# Best Actor of the year: Josh koscheck!!



## YOUgotTKO (Apr 14, 2010)

This award goes to the best actor in MMA right now, so Paramount,Warner Bros be on a lookout for this guy. If you need a stunt man, he will take the roll or someone to do a dramatic scene he will also do that! Congratulation "Josh Koscheck" you truley deserved it!!:laugh:



















:laugh:


----------



## hommage1985 (Apr 22, 2007)

He was out done by Kermit Cintron last night


----------



## Sicilian_Esq (Sep 7, 2008)

Kos should let someone know that, in basketball, your opponent can't touch you. He would thrive in a non-contact sport where you pretend to be fouled.


----------



## Kado (Apr 18, 2010)

People are being a bit harsh, its not like it changed the outcome of the fight.


----------



## Icculus (Oct 4, 2009)

Im still willing to give him the benefit of the doubt that he legitamitely did get hit in the eyeball (even though his head didnt move when the knee allegedly hit). But then, I dont hate Koscheck like most of the posters on this forum. 

It should definitely be looked at as closely as possible to either call him out on it or clear his name.


----------



## UFC on VHS (Dec 16, 2008)

I have thought about it for awhile and this is what I have concluded.

1. Daley threw an illegal knee. It's not Koschecks fault he has bad aim.

2. When you fight Josh Koscheck you should know the guy will do anything to win including faking being hurt. Once again Daley threw the knee not Koscheck.

3. Koscheck does not give a shit and that is Josh Koshcheck being Josh Koscheck nothing new. Although it is pretty funny 2 fights in a row haha.


----------



## Icculus (Oct 4, 2009)

^^^when Kos was walking out didnt Rogan say that when he saw it on another camera view that he could see the eyepoke in the AJ fight?

I know Kos acts like a dick, but that shouldnt make you assume that he is an injury faker.

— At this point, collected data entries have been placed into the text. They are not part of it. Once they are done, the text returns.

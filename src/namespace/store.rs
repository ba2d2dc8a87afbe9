//! # Namespace store.
//!
//! A nested mapping from dotted path segments to mounted values. Pure data
//! container: the registry decides what lives in it and when.
//!
//! ```text
//! root
//!  ├── math            value: Some(ns)
//!  └── users           value: None      (intermediate, created implicitly)
//!       └── admin      value: Some(ns)
//! ```
//!
//! ## Rules
//! - `set` on an occupied path fails with `DuplicateNamespace` and changes nothing.
//! - Intermediate segments are created silently.
//! - A path is occupied when it holds a value or has anything mounted below it:
//!   once `users.admin` exists, `users` is taken.

use std::collections::BTreeMap;

use crate::error::RegistryError;
use crate::namespace::NamespacePath;

struct Node<T> {
    value: Option<T>,
    children: BTreeMap<String, Node<T>>,
}

impl<T> Default for Node<T> {
    fn default() -> Self {
        Self {
            value: None,
            children: BTreeMap::new(),
        }
    }
}

/// Nested path → value mapping.
pub struct NamespaceStore<T> {
    root: Node<T>,
    len: usize,
}

impl<T> Default for NamespaceStore<T> {
    fn default() -> Self {
        Self::new()
    }
}

impl<T> NamespaceStore<T> {
    pub fn new() -> Self {
        Self {
            root: Node::default(),
            len: 0,
        }
    }

    /// Returns the value at `path`, if one is installed.
    pub fn get(&self, path: &NamespacePath) -> Option<&T> {
        self.node(path)?.value.as_ref()
    }

    /// Returns `true` when `path` holds a value or has values below it.
    pub fn contains(&self, path: &NamespacePath) -> bool {
        self.node(path)
            .is_some_and(|node| node.value.is_some() || !node.children.is_empty())
    }

    /// Installs `value` at `path`, creating intermediate segments as needed.
    pub fn set(&mut self, path: &NamespacePath, value: T) -> Result<(), RegistryError> {
        if self.contains(path) {
            return Err(RegistryError::DuplicateNamespace {
                namespace: path.to_string(),
            });
        }

        let mut node = &mut self.root;
        for segment in path.segments() {
            node = node.children.entry(segment.to_string()).or_default();
        }
        node.value = Some(value);
        self.len += 1;
        Ok(())
    }

    /// Returns every path holding a value, sorted.
    pub fn paths(&self) -> Vec<String> {
        let mut out = Vec::with_capacity(self.len);
        let mut prefix = Vec::new();
        collect(&self.root, &mut prefix, &mut out);
        out
    }

    /// Iterates over installed values (path order).
    pub fn values(&self) -> Vec<&T> {
        let mut out = Vec::with_capacity(self.len);
        let mut stack = vec![&self.root];
        while let Some(node) = stack.pop() {
            if let Some(v) = &node.value {
                out.push(v);
            }
            stack.extend(node.children.values().rev());
        }
        out
    }

    pub fn len(&self) -> usize {
        self.len
    }

    pub fn is_empty(&self) -> bool {
        self.len == 0
    }

    fn node(&self, path: &NamespacePath) -> Option<&Node<T>> {
        let mut node = &self.root;
        for segment in path.segments() {
            node = node.children.get(segment)?;
        }
        Some(node)
    }
}

fn collect<'a, T>(node: &'a Node<T>, prefix: &mut Vec<&'a str>, out: &mut Vec<String>) {
    if node.value.is_some() {
        out.push(prefix.join("."));
    }
    for (segment, child) in &node.children {
        prefix.push(segment);
        collect(child, prefix, out);
        prefix.pop();
    }
}

#[cfg(test)]
mod tests {
    use super::*;
    use proptest::prelude::*;

    fn path(raw: &str) -> NamespacePath {
        NamespacePath::parse(raw).unwrap()
    }

    #[test]
    fn nested_paths_share_prefixes() {
        let mut store = NamespaceStore::new();
        store.set(&path("users"), 2).unwrap();
        store.set(&path("users.admin"), 1).unwrap();
        store.set(&path("math"), 3).unwrap();

        assert_eq!(store.get(&path("users.admin")), Some(&1));
        assert_eq!(store.get(&path("users")), Some(&2));
        assert_eq!(store.get(&path("users.guest")), None);
        assert_eq!(store.paths(), vec!["math", "users", "users.admin"]);
        assert_eq!(store.values(), vec![&3, &2, &1]);
        assert_eq!(store.len(), 3);
    }

    #[test]
    fn parent_of_a_mounted_path_is_occupied() {
        let mut store = NamespaceStore::new();
        store.set(&path("users.admin"), 1).unwrap();

        assert!(store.contains(&path("users")));
        assert_eq!(store.get(&path("users")), None);
        assert_eq!(
            store.set(&path("users"), 2).unwrap_err(),
            RegistryError::DuplicateNamespace {
                namespace: "users".into()
            }
        );
        assert_eq!(store.paths(), vec!["users.admin"]);
        assert_eq!(store.len(), 1);
    }

    #[test]
    fn intermediate_nodes_hold_no_value() {
        let mut store = NamespaceStore::new();
        store.set(&path("a.b.c"), ()).unwrap();
        assert!(store.get(&path("a")).is_none());
        assert!(store.get(&path("a.b")).is_none());
        assert!(!store.contains(&path("a.x")));
    }

    proptest! {
        #[test]
        fn second_set_fails_and_keeps_first(segments in prop::collection::vec("[a-z]{1,6}", 1..4), first: u32, second: u32) {
            let p = path(&segments.join("."));
            let mut store = NamespaceStore::new();
            store.set(&p, first).unwrap();

            let err = store.set(&p, second).unwrap_err();
            prop_assert_eq!(err, RegistryError::DuplicateNamespace { namespace: p.to_string() });
            prop_assert_eq!(store.get(&p), Some(&first));
            prop_assert_eq!(store.len(), 1);
        }
    }
}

IMO its an incredibly low move, and Im sure most fighters and fight fans would look down on someone who does fake injuries to exploit injury time when they are tired or to get a DQ when they shouldnt. If he faked it then its BS and anyone with respect for the guy would lose it (myself included), but its not fair to say that about someone unless you are sure.
I dont know him so I dont know if Kos really is the kind of guy to do this or not but you should think about if it were you in that situation, dont you think you'd deserve the benefit of the doubt on something like this?
my $.02


----------



## joe davola (Feb 10, 2010)

kos didn't know his father but it's been revealed that it's denzel washington


----------



## Sicilian_Esq (Sep 7, 2008)

Icculus said:


> ^^^when Kos was walking out didnt Rogan say that when he saw it on another camera view that he could see the eyepoke in the AJ fight?
> 
> I know Kos acts like a dick, but that shouldnt make you assume that he is an injury faker. IMO its an incredibly low move, and Im sure most fighters and fight fans would look down on someone who does fake injuries to exploit injury time when they are tired or to get a DQ when they shouldnt. If he faked it then its BS and anyone with respect for the guy would lose it (myself included), but its not fair to say that about someone unless you are sure.
> I dont know him so I dont know if Kos really is the kind of guy to do this or not but you should think about if it were you in that situation, dont you think you'd deserve the benefit of the doubt on something like this?
> my $.02


The Benefit of Doubt wa slost when Kos asked Mirigliotta "what happened?" while rolling on the floor, doing his best Jane Austen swoon, then seeing on the big screen that the knee missed him, and miraculously perking up. 



joe davola said:


> kos didn't know his father but it's been revealed that it's denzel washington


If anything, his father is bo cantrell.


----------



## VolcomX311 (Aug 18, 2009)

He could nail a role on a day time soap with this last audition tape footage.


----------